Aucun manquement à une quelconque obligation d'information n'est non plus caractérisé, en l'absence de toute obligation de cette nature dans un contrat de pari, et le tribunal ayant par ailleurs justement observé qu'il n'était pas établi que la FDJ ait eu connaissance de la modification d'horaire au moment de la prise de jeu de M. X.
Le jugement sera donc confirmé en toutes ses dispositions.
M. X. qui succombe supportera les dépens d'appel, et contribuera aux frais de procédure exposés par la FJD à hauteur de 1.500 euros.
DISPOSITIF (décision proprement dite) (N.B. : mention ne figurant pas sur l’original)
PAR CES MOTIFS :
La cour,
Confirme le jugement déféré en toutes ses dispositions,
Y ajoutant,
Condamne M. X. à payer à la société Française des Jeux la somme complémentaire de 1.500 euros au titre de l'article 700 du code de procédure civile,
Le condamne également aux dépens d'appel, avec recouvrement direct.

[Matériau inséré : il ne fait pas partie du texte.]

// /////////////////////////////////////////////////////////////////////////////
// Secrets Manager
// Copyright (c) 2025 Michael Gardner, A Bit of Help, Inc.
// SPDX-License-Identifier: BSD-3-Clause
// See LICENSE file in the project root.
// /////////////////////////////////////////////////////////////////////////////

//! # Keyring Codec
//!
//! This module implements the keyring persistence protocol. Two artifacts
//! are written per keyring: the AEAD ciphertext file `<name>.keyring` and
//! the sidecar `<name>.checksum` holding the 88-byte encoded checksum
//! followed by the 88-byte encoded signature.
//!
//! ## Save — authenticated-encrypt-then-sign
//!
//! 1. Lock the keyring: authenticate its `unique_id` with the session key,
//!    require the MAC in the authorized set.
//! 2. Serialize the locked keyring to the canonical JSON form
//!    `{locked, uniqueId, vault, macs}`.
//! 3. Encrypt the serialization under the master encryption key.
//! 4. Write the ciphertext file.
//! 5. Stream the *written file* through the checksum and signature
//!    operations.
//! 6. Write the sidecar.
//!
//! Encrypt-then-sign, because the signature then also attests that this
//! exact ciphertext came from the signing key's holder, while the inner
//! AEAD already covers confidentiality.
//!
//! ## Load — verify-then-decrypt-then-authorize
//!
//! 1. Read and split the sidecar; the 88+88 byte count is authoritative.
//! 2. Stream the ciphertext file through the checksum; compare against the
//!    stored half in constant time. The cheap digest runs before the
//!    asymmetric verification so corrupt files short-circuit early.
//! 3. Verify the Ed25519 signature over the same stream.
//! 4. Decrypt and parse the keyring; rehydrate it Locked.
//! 5. Authenticate the `unique_id` with the session key and require the
//!    MAC verified *and* present in the keyring's authorized set.
//!
//! A ciphertext without its sidecar (the crash window between protocol
//! steps 4 and 6) is refused as an integrity failure, never loaded
//! silently.
//!
//! File streams opened for digesting are scoped to their single operation
//! and closed on every exit path.

use base64::engine::general_purpose::URL_SAFE;
use base64::Engine as _;
use serde::{Deserialize, Serialize};
use std::collections::HashMap;
use std::fs::{self, File};
use std::io::ErrorKind;
use std::path::{Path, PathBuf};
use std::sync::Arc;
use tracing::{debug, warn};
use zeroize::Zeroizing;

use secrets_manager_domain::{
    Checksum, EncryptionEngine, Key, Keyring, SecretsManagerError, VaultEntry,
};

/// Locations of a keyring's two on-disk artifacts.
#[derive(Debug, Clone)]
pub struct KeyringPaths {
    keyring: PathBuf,
    checksum: PathBuf,
}

impl KeyringPaths {
    pub fn new(keyring: impl Into<PathBuf>, checksum: impl Into<PathBuf>) -> Self {
        Self {
            keyring: keyring.into(),
            checksum: checksum.into(),
        }
    }

    /// Conventional `<dir>/<name>.keyring` + `<dir>/<name>.checksum` pair.
    pub fn for_name(dir: impl AsRef<Path>, name: &str) -> Self {
        let dir = dir.as_ref();
        Self {
            keyring: dir.join(format!("{}.keyring", name)),
            checksum: dir.join(format!("{}.checksum", name)),
        }
    }

    pub fn keyring_path(&self) -> &Path {
        &self.keyring
    }

    pub fn checksum_path(&self) -> &Path {
        &self.checksum
    }
}

/// Canonical plaintext form of a persisted keyring.
///
/// The `locked` field is a marker, not state: the loader forces Locked
/// regardless of its value.
#[derive(Serialize, Deserialize)]
struct SerializedKeyring {
    locked: bool,
    #[serde(rename = "uniqueId")]
    unique_id: String,
    vault: HashMap<String, VaultEntry>,
    macs: Vec<String>,
}

/// Serializer/encryptor for keyring persistence.
pub struct KeyringCodec {
    engine: Arc<dyn EncryptionEngine>,
    paths: KeyringPaths,
}

impl KeyringCodec {
    pub fn new(engine: Arc<dyn EncryptionEngine>, paths: KeyringPaths) -> Self {
        Self { engine, paths }
    }

    pub fn paths(&self) -> &KeyringPaths {
        &self.paths
    }

    /// Persists a keyring, locking it first.
    ///
    /// On return the keyring is Locked; callers that keep working with it
    /// unlock it again with the same session key.
    pub fn save(
        &self,
        keyring: &mut Keyring,
        auth_key: &Key,
        encryption_key: &Key,
        signing_key: &Key,
    ) -> Result<(), SecretsManagerError> {
        let mac = self.engine.authenticate(keyring.unique_id().as_bytes(), auth_key)?;
        if !keyring.is_authorized(&mac) {
            return Err(SecretsManagerError::unauthorized_mac(
                "save requires a session key authorized on the keyring",
            ));
        }
        keyring.lock(&mac)?;
        debug!(path = %self.paths.keyring.display(), "keyring locked for persistence");

        let serialized = Zeroizing::new(self.serialize(keyring)?);
        let ciphertext = self.engine.encrypt(&serialized, encryption_key, None)?;
        fs::write(&self.paths.keyring, &ciphertext).map_err(|e| {
            SecretsManagerError::storage_unavailable(format!(
                "cannot write keyring '{}': {}",
                self.paths.keyring.display(),
                e
            ))
        })?;

        // Digest what actually landed on disk, not the in-memory buffer.
        let checksum_raw = {
            let mut stream = self.open_keyring_stream()?;
            self.engine.checksum(&mut stream, None)?
        };
        let signature_raw = {
            let mut stream = self.open_keyring_stream()?;
            self.engine.sign(&mut stream, signing_key)?
        };

        let sidecar = Checksum::new(
            URL_SAFE.encode(checksum_raw).into_bytes(),
            URL_SAFE.encode(signature_raw).into_bytes(),
        )?;
        fs::write(&self.paths.checksum, sidecar.to_sidecar_bytes()).map_err(|e| {
            SecretsManagerError::storage_unavailable(format!(
                "cannot write checksum sidecar '{}': {}",
                self.paths.checksum.display(),
                e
            ))
        })?;
        debug!(path = %self.paths.checksum.display(), "keyring artifacts written");
        Ok(())
    }

    /// Loads, verifies, and authorizes a persisted keyring.
    ///
    /// The returned keyring is Locked; the session MAC has been checked
    /// against its authorized set.
    pub fn load(
        &self,
        auth_key: &Key,
        encryption_key: &Key,
        verifying_key: &Key,
    ) -> Result<Keyring, SecretsManagerError> {
        let stored = self.read_sidecar()?;

        let computed = {
            let mut stream = self.open_keyring_stream()?;
            self.engine.checksum(&mut stream, None)?
        };
        if !stored.checksum_matches(URL_SAFE.encode(computed).as_bytes()) {
            warn!(path = %self.paths.keyring.display(), "keyring checksum mismatch");
            return Err(SecretsManagerError::integrity_check_failed(
                "keyring checksum does not match its sidecar",
            ));
        }

        let signature_raw = URL_SAFE.decode(stored.signature()).map_err(|_| {
            SecretsManagerError::integrity_check_failed("sidecar signature is not base64-url")
        })?;
        let signature_ok = {
            let mut stream = self.open_keyring_stream()?;
            self.engine.verify_signature(&mut stream, verifying_key, &signature_raw)?
        };
        if !signature_ok {
            warn!(path = %self.paths.keyring.display(), "keyring signature rejected");
            return Err(SecretsManagerError::integrity_check_failed(
                "keyring signature rejected by the master public key",
            ));
        }

        let ciphertext = fs::read(&self.paths.keyring).map_err(|e| {
            SecretsManagerError::storage_unavailable(format!(
                "cannot read keyring '{}': {}",
                self.paths.keyring.display(),
                e
            ))
        })?;
        let plaintext = self.engine.decrypt(&ciphertext, encryption_key, None)?;
        let keyring = Self::deserialize(&plaintext)?;

        let mac = self.engine.authenticate(keyring.unique_id().as_bytes(), auth_key)?;
        let verified = self.engine.verify(keyring.unique_id().as_bytes(), auth_key, &mac)?;
        if !(verified && keyring.is_authorized(&mac)) {
            return Err(SecretsManagerError::UnauthorizedKeyring(
                "session key is not authorized on the loaded keyring".to_string(),
            ));
        }
        debug!(unique_id_len = keyring.unique_id().len(), "keyring loaded and authorized");
        Ok(keyring)
    }

    fn serialize(&self, keyring: &Keyring) -> Result<Vec<u8>, SecretsManagerError> {
        let (unique_id, vaults, macs) = keyring.secured_parts();
        let document = SerializedKeyring {
            locked: true,
            unique_id: unique_id.to_string(),
            vault: vaults.clone(),
            macs: macs.iter().map(|mac| URL_SAFE.encode(mac)).collect(),
        };
        Ok(serde_json::to_vec_pretty(&document)?)
    }

    fn deserialize(plaintext: &[u8]) -> Result<Keyring, SecretsManagerError> {
        let document: SerializedKeyring = serde_json::from_slice(plaintext)?;
        let macs = document
            .macs
            .iter()
            .map(|mac| {
                URL_SAFE.decode(mac).map_err(|e| {
                    SecretsManagerError::serialization_failed(format!("authorized MAC is not base64-url: {}", e))
                })
            })
            .collect::<Result<Vec<_>, _>>()?;
        Ok(Keyring::with_secured_data(document.unique_id, document.vault, macs))
    }

    fn open_keyring_stream(&self) -> Result<File, SecretsManagerError> {
        File::open(&self.paths.keyring).map_err(|e| match e.kind() {
            ErrorKind::NotFound => SecretsManagerError::KeyringNotFound(format!(
                "no keyring at '{}'",
                self.paths.keyring.display()
            )),
            _ => SecretsManagerError::storage_unavailable(format!(
                "cannot open keyring '{}': {}",
                self.paths.keyring.display(),
                e
            )),
        })
    }

    fn read_sidecar(&self) -> Result<Checksum, SecretsManagerError> {
        match fs::read(&self.paths.checksum) {
            Ok(bytes) => Checksum::from_sidecar_bytes(&bytes),
            Err(e) if e.kind() == ErrorKind::NotFound => {
                if self.paths.keyring.exists() {
                    // The crash window of an interrupted save: ciphertext
                    // landed, sidecar did not. Refuse to load it.
                    Err(SecretsManagerError::integrity_check_failed(
                        "keyring exists without its checksum sidecar",
                    ))
                } else {
                    Err(SecretsManagerError::KeyringNotFound(format!(
                        "no keyring at '{}'",
                        self.paths.keyring.display()
                    )))
                }
            }
            Err(e) => Err(SecretsManagerError::storage_unavailable(format!(
                "cannot read checksum sidecar '{}': {}",
                self.paths.checksum.display(),
                e
            ))),
        }
    }
}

- prononcé publiquement par mise à disposition de l'arrêt au greffe de la cour, les parties en ayant été préalablement avisées dans les conditions prévues au deuxième alinéa de l'article 450 du code de procédure civile.
- signé par Madame Véronique BOISSELET, Président et par Madame Lise BESSON, Greffier, auquel la minute de la décision a été remise par le magistrat signataire.